- - Monday, January 26, 2015

It caught my eye, near the bottom of the second page of a recent newspaper. A short article under the “In Brief” section of USA Today was tucked away, almost unnoticeable. The headline read: “Marines Delay Fitness Plan for Women, After Half Fail.” It went on to report that due to that fact that only 45 percent of women in basic training for the Marines in 2013-14 could do the minimum requirement of three pull-ups, the Marine training officials have delayed the minimum pull-up requirements for women training for combat roles.

From my perspective as a woman, the action being taken by the Marines and other service branches is shocking. The article states: “More than half of female Marines in boot camp can’t do three pull-ups, the new minimum standard. So the Corps is delaying the requirement. All service branches are working on devising standards, training and other policies needed to open thousands of combat roles to women in 2016.”

Wait a minute. Our armed forces, without question, are the best in the world. They are the best because they have the highest standards, the most intense training and the most advanced weapons arsenal on the planet. When we prepare women for combat roles in the Marines, it is not fair to them or to anyone to lower the standards in order for them to claim the title of Marine.

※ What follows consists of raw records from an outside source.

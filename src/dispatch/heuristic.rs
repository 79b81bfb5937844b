//! Keyword fallback for tool selection.
//!
//! Used when the model is unreachable or its output cannot be turned into a
//! decision. Rules are checked in order and the first match wins.

use serde_json::{Map, Value, json};

use super::envelope::SelectionDecision;

pub const VERSION_TOOL: &str = "apiinfo_version";
pub const PROBLEM_TOOL: &str = "problem_get";
pub const HOST_TOOL: &str = "host_get";

/// Pick a tool from keywords in the user text.
pub fn choose_heuristically(user_text: &str) -> SelectionDecision {
    let s = user_text.to_lowercase();

    if s.contains("version") || s.contains("api") {
        return SelectionDecision::for_tool(VERSION_TOOL, Map::new());
    }
    if ["problem", "incident", "alert"].iter().any(|k| s.contains(k)) {
        let mut args = Map::new();
        args.insert("recent".to_string(), Value::Bool(true));
        args.insert("limit".to_string(), json!(5));
        return SelectionDecision::for_tool(PROBLEM_TOOL, args);
    }
    if s.contains("host") {
        return SelectionDecision::for_tool(HOST_TOOL, Map::new());
    }
    SelectionDecision::none()
}
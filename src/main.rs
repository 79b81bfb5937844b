//! toolbridge server
//!
//! Entry point: load configuration, then serve the chat front end.

use mimalloc::MiMalloc;

/// Global allocator for improved performance (M-MIMALLOC-APPS).
#[global_allocator]
static GLOBAL: MiMalloc = MiMalloc;

use std::sync::Arc;

use dotenvy::dotenv;
use toolbridge::config::AppConfig;
use toolbridge::{server, telemetry};

#[tokio::main]
async fn main() -> anyhow::Result<()> {
    // Load .env (if present)
    let _ = dotenv();

    telemetry::init(telemetry::json_requested());

    let config = match AppConfig::load() {
        Ok(c) => Arc::new(c),
        Err(e) => {
            eprintln!("Configuration error: {e}");
            std::process::exit(1);
        }
    };

    server::start_server(config).await
}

It is not in their best interest to allow them “pass” basic training that isn’t basic. If they can’t do the basics, what’s the point? Without the proper training and potential to succeed in the field of battle we are doing them a great dis-service. We are actually putting them at risk in combat.

Facts are facts, and combat is brutal.

Frankly, I find it surprising and almost offensive that the armed forces would lower the minimum standards in an effort to allow more women into combat roles. It is dangerous to those women, and for all those who would serve with them. If the pressure to lower standards in order to allow more women into combat is coming from D.C. politicians, that needs to be addressed as well.

There are many women who can handle the basic requirements and pass the standards as they exist today, and those women deserve to be allowed to join and contribute. But mixing political agendas with military preparedness and strategy is dangerous. Being combat-ready should remain a matter of safety and reality; not equality and open-mindedness.

When it comes to war, incorporating political correctness into training for combat is a recipe for unnecessary injuries, possible fatalities and ultimate failure. Women who sign up for the Marines or any other branch of the military should sign up with full knowledge of what will be required of them, because failure in proper training can lead to failure in battle. No amount of bragging rights about diversity in the ranks is worth failure in a mission or injury to our warriors. If the standards are lowered, what makes the institution elite? If the training is diluted, what gives our troops the confidence that they are prepared for combat?

As I did a little more research, I started to see the potential for wasted money as well. Business Insider reported in 2014 that “training officials will continue to gather data on the issue.” The only problem with this seemingly innocuous statement is that someone will have to be paid to continue to “gather data” on the subject until someone makes a decision. So, while the military is dealing with deep cuts from sequestration, are they actually spending time and money paying personnel to study whether they should lower the minimum training requirements for women? Really?

We have more than 200 years of data showing what is required for our service men and women to achieve success. American armed forces have a long and proud heritage of victory in the field of battle, and everyone knows why they have been so successful: effective, thorough, world-class … training!

If women want to be in combat, then they must step up to the challenges that combat brings. According to Business Weekly’s report, three females have already graduated from the “grueling Marine Corps infantry training course” in which no rules were relaxed or lowered for them. Since the report, there may have possibly been more who have graduated.

The stated requirements for men to get a maximum fitness score is 20 pull-ups, and a maximum score for women is now eight. The fitness requirements are there to ensure that each recruit is prepared to handle battlefield conditions of lifting equipment, transporting wounded comrades and all of the other grueling exertions that battle requires.

If I were a female Marine who had passed or exceeded the minimum training requirements and I was assigned to a unit with someone who had come through a program where those minimums had not been required, I would be very leery about going into battle with those who were required to do less.

Lowering physical standards to allow more females into combat roles is nothing short of insulting, not to mention dangerous.

Let’s keep our military strong by allowing women to join in upholding our long tradition of excellence. Perhaps fewer women will make it through training, but isn’t that the point?

By keeping our forces elite and strong we will build on the successes we have achieved. I’m “Just Sayin’,” keeping the standards high for males and females across the board will continue to keep them what they should be, “the few” and “the proud.” May God bless, protect and defend all those who serve in uniform. We are forever in their debt.